§ Exercise materials
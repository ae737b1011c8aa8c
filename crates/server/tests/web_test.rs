use axum::body::Body;
use axum::http::{header, Request, StatusCode};
use axum::response::Response;
use axum::Router;
use loandesk_core::{
    ApiError, Application, ApplicationSubmission, ApplicationsApi, FileSessionStore,
    MemorySessionStore, SessionId, SessionStore, SharedSecret, Status,
};
use loandesk_server::{router, AppState, SESSION_COOKIE};
use std::sync::atomic::{AtomicBool, AtomicUsize, Ordering};
use std::sync::{Arc, Mutex};
use tempfile::tempdir;
use tower::ServiceExt;

const PASSWORD: &str = "s3cret";

/// In-process stand-in for the remote endpoints
#[derive(Default)]
struct FakeApi {
    applications: Mutex<Vec<Application>>,
    list_calls: AtomicUsize,
    reject_updates: AtomicBool,
    submitted: Mutex<Vec<ApplicationSubmission>>,
}

impl FakeApi {
    fn with_applications(applications: Vec<Application>) -> Arc<Self> {
        Arc::new(Self {
            applications: Mutex::new(applications),
            ..Self::default()
        })
    }

    fn list_calls(&self) -> usize {
        self.list_calls.load(Ordering::SeqCst)
    }
}

#[async_trait::async_trait]
impl ApplicationsApi for FakeApi {
    async fn list_applications(&self) -> Result<Vec<Application>, ApiError> {
        self.list_calls.fetch_add(1, Ordering::SeqCst);
        Ok(self.applications.lock().unwrap().clone())
    }

    async fn update_status(&self, id: i64, status: &Status) -> Result<(), ApiError> {
        if self.reject_updates.load(Ordering::SeqCst) {
            return Err(ApiError::Rejected(Some("Invalid status".to_string())));
        }
        let mut applications = self.applications.lock().unwrap();
        if let Some(app) = applications.iter_mut().find(|app| app.id == id) {
            app.status = status.clone();
        }
        Ok(())
    }

    async fn submit_application(
        &self,
        submission: &ApplicationSubmission,
    ) -> Result<Option<i64>, ApiError> {
        self.submitted.lock().unwrap().push(submission.clone());
        Ok(Some(100))
    }
}

fn application(id: i64, name: &str, status: Status) -> Application {
    Application {
        id,
        full_name: name.to_string(),
        phone: format!("+7 900 000-00-0{id}"),
        email: format!("applicant{id}@example.ru"),
        loan_amount: Some(100_000.0),
        loan_term: Some(12),
        purpose: Some("Home repair".to_string()),
        status,
        created_at: "2024-05-01T10:00:00".to_string(),
    }
}

fn sample() -> Vec<Application> {
    vec![
        application(9, "Ivanov Ivan", Status::New),
        application(8, "Petrova Anna", Status::New),
        application(7, "Sidorov Petr", Status::Processing),
        application(6, "Smirnova Olga", Status::Approved),
        application(5, "Kuznetsov Oleg", Status::Rejected),
    ]
}

fn setup(api: Arc<FakeApi>, sessions: Arc<dyn SessionStore>) -> Router {
    router(AppState::new(api, SharedSecret::new(PASSWORD), sessions))
}

async fn send(app: &Router, request: Request<Body>) -> Response {
    app.clone().oneshot(request).await.unwrap()
}

fn get(uri: &str, cookie: Option<&str>) -> Request<Body> {
    let mut builder = Request::builder().method("GET").uri(uri);
    if let Some(cookie) = cookie {
        builder = builder.header(header::COOKIE, cookie);
    }
    builder.body(Body::empty()).unwrap()
}

fn post_form(uri: &str, body: &str, cookie: Option<&str>) -> Request<Body> {
    let mut builder = Request::builder()
        .method("POST")
        .uri(uri)
        .header(header::CONTENT_TYPE, "application/x-www-form-urlencoded");
    if let Some(cookie) = cookie {
        builder = builder.header(header::COOKIE, cookie);
    }
    builder.body(Body::from(body.to_string())).unwrap()
}

async fn body_text(response: Response) -> String {
    let bytes = axum::body::to_bytes(response.into_body(), usize::MAX)
        .await
        .unwrap();
    String::from_utf8(bytes.to_vec()).unwrap()
}

/// `name=value` part of the response's session cookie
fn session_cookie(response: &Response) -> Option<String> {
    let value = response.headers().get(header::SET_COOKIE)?.to_str().ok()?;
    let pair = value.split(';').next()?.trim().to_string();
    pair.starts_with(SESSION_COOKIE).then_some(pair)
}

async fn login(app: &Router) -> String {
    let response = send(app, post_form("/admin/login", &format!("password={PASSWORD}"), None)).await;
    assert_eq!(response.status(), StatusCode::SEE_OTHER);
    assert_eq!(response.headers()[header::LOCATION], "/admin");
    session_cookie(&response).expect("login sets a session cookie")
}

#[tokio::test]
async fn test_landing_page_calculator() {
    let app = setup(FakeApi::with_applications(vec![]), Arc::new(MemorySessionStore::new()));

    let page = body_text(send(&app, get("/", None)).await).await;
    assert!(page.contains("8\u{a0}333\u{a0}₽"));

    let page = body_text(send(&app, get("/?amount=250000&term=24", None)).await).await;
    assert!(page.contains("<strong id=\"monthly-payment\">10\u{a0}417\u{a0}₽</strong>"));
}

#[tokio::test]
async fn test_apply_submits_valid_form_only() {
    let api = FakeApi::with_applications(vec![]);
    let app = setup(api.clone(), Arc::new(MemorySessionStore::new()));

    let body = "full_name=Ivanov+Ivan&phone=%2B79990000000&email=ivan%40example.ru&amount=100000&term=12&purpose=";
    let page = body_text(send(&app, post_form("/apply", body, None)).await).await;
    assert!(page.contains("Application sent!"));
    // Form is reset after a successful submission
    assert!(!page.contains("Ivanov Ivan"));
    assert_eq!(api.submitted.lock().unwrap().len(), 1);
    assert_eq!(api.submitted.lock().unwrap()[0].full_name, "Ivanov Ivan");

    let body = "full_name=Ivanov+Ivan&phone=&email=ivan%40example.ru";
    let page = body_text(send(&app, post_form("/apply", body, None)).await).await;
    assert!(page.contains("required field: phone"));
    // Form is kept for correction
    assert!(page.contains("Ivanov Ivan"));
    assert_eq!(api.submitted.lock().unwrap().len(), 1);
}

#[tokio::test]
async fn test_wrong_password_stays_signed_out() {
    let api = FakeApi::with_applications(sample());
    let app = setup(api.clone(), Arc::new(MemorySessionStore::new()));

    let response = send(&app, post_form("/admin/login", "password=guess", None)).await;
    assert_eq!(response.status(), StatusCode::UNAUTHORIZED);
    assert!(session_cookie(&response).is_none());
    let page = body_text(response).await;
    assert!(page.contains("Wrong password"));
    assert!(page.contains("Admin sign-in"));
    assert_eq!(api.list_calls(), 0);
}

#[tokio::test]
async fn test_login_fetches_once_and_renders_list() {
    let api = FakeApi::with_applications(sample());
    let app = setup(api.clone(), Arc::new(MemorySessionStore::new()));

    let cookie = login(&app).await;
    assert_eq!(api.list_calls(), 1);

    let page = body_text(send(&app, get("/admin", Some(&cookie))).await).await;
    assert!(page.contains("Sidorov Petr"));
    assert!(page.contains(r#"<strong id="total">5</strong>"#));
    assert!(page.contains(r#"<strong id="count-new">2</strong>"#));
    assert!(page.contains(r#"<strong id="count-processing">1</strong>"#));
    // Rendering does not fetch again
    assert_eq!(api.list_calls(), 1);

    // Without the cookie the login form is shown
    let page = body_text(send(&app, get("/admin", None)).await).await;
    assert!(page.contains("Admin sign-in"));
    assert!(!page.contains("Sidorov Petr"));
}

#[tokio::test]
async fn test_status_update_moves_counts() {
    let api = FakeApi::with_applications(sample());
    let app = setup(api.clone(), Arc::new(MemorySessionStore::new()));
    let cookie = login(&app).await;

    let response = send(
        &app,
        post_form("/admin/applications/7/status", "status=approved", Some(&cookie)),
    )
    .await;
    assert_eq!(response.status(), StatusCode::SEE_OTHER);

    let page = body_text(send(&app, get("/admin", Some(&cookie))).await).await;
    assert!(page.contains("Status updated"));
    assert!(page.contains(r#"<strong id="count-approved">2</strong>"#));
    assert!(page.contains(r#"<strong id="count-processing">0</strong>"#));
    // The confirmed change is applied locally, without another fetch
    assert_eq!(api.list_calls(), 1);

    // Notifications are shown once
    let page = body_text(send(&app, get("/admin", Some(&cookie))).await).await;
    assert!(!page.contains("Status updated"));
}

#[tokio::test]
async fn test_status_form_without_selection_changes_nothing() {
    let api = FakeApi::with_applications(sample());
    let app = setup(api.clone(), Arc::new(MemorySessionStore::new()));
    let cookie = login(&app).await;

    let response = send(
        &app,
        post_form("/admin/applications/7/status", "", Some(&cookie)),
    )
    .await;
    assert_eq!(response.status(), StatusCode::SEE_OTHER);

    let page = body_text(send(&app, get("/admin", Some(&cookie))).await).await;
    assert!(!page.contains("Status updated"));
    assert!(!page.contains("Unknown status"));
    assert!(page.contains(r#"<strong id="count-processing">1</strong>"#));
    assert_eq!(api.applications.lock().unwrap()[2].status, Status::Processing);
}

#[tokio::test]
async fn test_rejected_update_keeps_counts() {
    let api = FakeApi::with_applications(sample());
    api.reject_updates.store(true, Ordering::SeqCst);
    let app = setup(api.clone(), Arc::new(MemorySessionStore::new()));
    let cookie = login(&app).await;

    send(
        &app,
        post_form("/admin/applications/7/status", "status=approved", Some(&cookie)),
    )
    .await;

    let page = body_text(send(&app, get("/admin", Some(&cookie))).await).await;
    assert!(page.contains("Invalid status"));
    assert!(page.contains(r#"<strong id="count-approved">1</strong>"#));
    assert!(page.contains(r#"<strong id="count-processing">1</strong>"#));
}

#[tokio::test]
async fn test_refresh_refetches_for_signed_in_sessions_only() {
    let api = FakeApi::with_applications(sample());
    let app = setup(api.clone(), Arc::new(MemorySessionStore::new()));

    let response = send(&app, post_form("/admin/refresh", "", None)).await;
    assert_eq!(response.status(), StatusCode::SEE_OTHER);
    assert_eq!(api.list_calls(), 0);

    let cookie = login(&app).await;
    api.applications
        .lock()
        .unwrap()
        .insert(0, application(10, "Volkova Maria", Status::New));
    send(&app, post_form("/admin/refresh", "", Some(&cookie))).await;
    assert_eq!(api.list_calls(), 2);

    let page = body_text(send(&app, get("/admin", Some(&cookie))).await).await;
    assert!(page.contains("Volkova Maria"));
    assert!(page.contains(r#"<strong id="total">6</strong>"#));
}

#[tokio::test]
async fn test_logout_clears_persisted_flag() {
    let sessions = Arc::new(MemorySessionStore::new());
    let app = setup(FakeApi::with_applications(sample()), sessions.clone());
    let cookie = login(&app).await;
    let id: SessionId = cookie
        .trim_start_matches(&format!("{SESSION_COOKIE}="))
        .parse()
        .unwrap();
    assert!(sessions.load(&id).unwrap().is_authenticated());

    let response = send(&app, post_form("/admin/logout", "", Some(&cookie))).await;
    assert_eq!(response.status(), StatusCode::SEE_OTHER);
    let set_cookie = response.headers()[header::SET_COOKIE].to_str().unwrap();
    assert!(set_cookie.contains("Max-Age=0"));
    assert!(!sessions.load(&id).unwrap().is_authenticated());

    // Reloading with the old cookie shows the login form
    let page = body_text(send(&app, get("/admin", Some(&cookie))).await).await;
    assert!(page.contains("Admin sign-in"));
}

#[tokio::test]
async fn test_session_survives_restart_with_file_store() {
    let temp_dir = tempdir().unwrap();
    let path = temp_dir.path().join("sessions.json");

    let first_api = FakeApi::with_applications(sample());
    let first = setup(first_api, Arc::new(FileSessionStore::new(&path)));
    let cookie = login(&first).await;

    // A new process over the same file: the console is restored and loads
    // the list as a fresh page would
    let second_api = FakeApi::with_applications(sample());
    let second = setup(second_api.clone(), Arc::new(FileSessionStore::new(&path)));
    let page = body_text(send(&second, get("/admin", Some(&cookie))).await).await;
    assert!(page.contains("Ivanov Ivan"));
    assert_eq!(second_api.list_calls(), 1);
}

§ Aim of the task
Report the lines above that contain "Invalid".

§ Answer space
            return Err(ApiError::Rejected(Some("Invalid status".to_string())));
    assert!(page.contains("Invalid status"));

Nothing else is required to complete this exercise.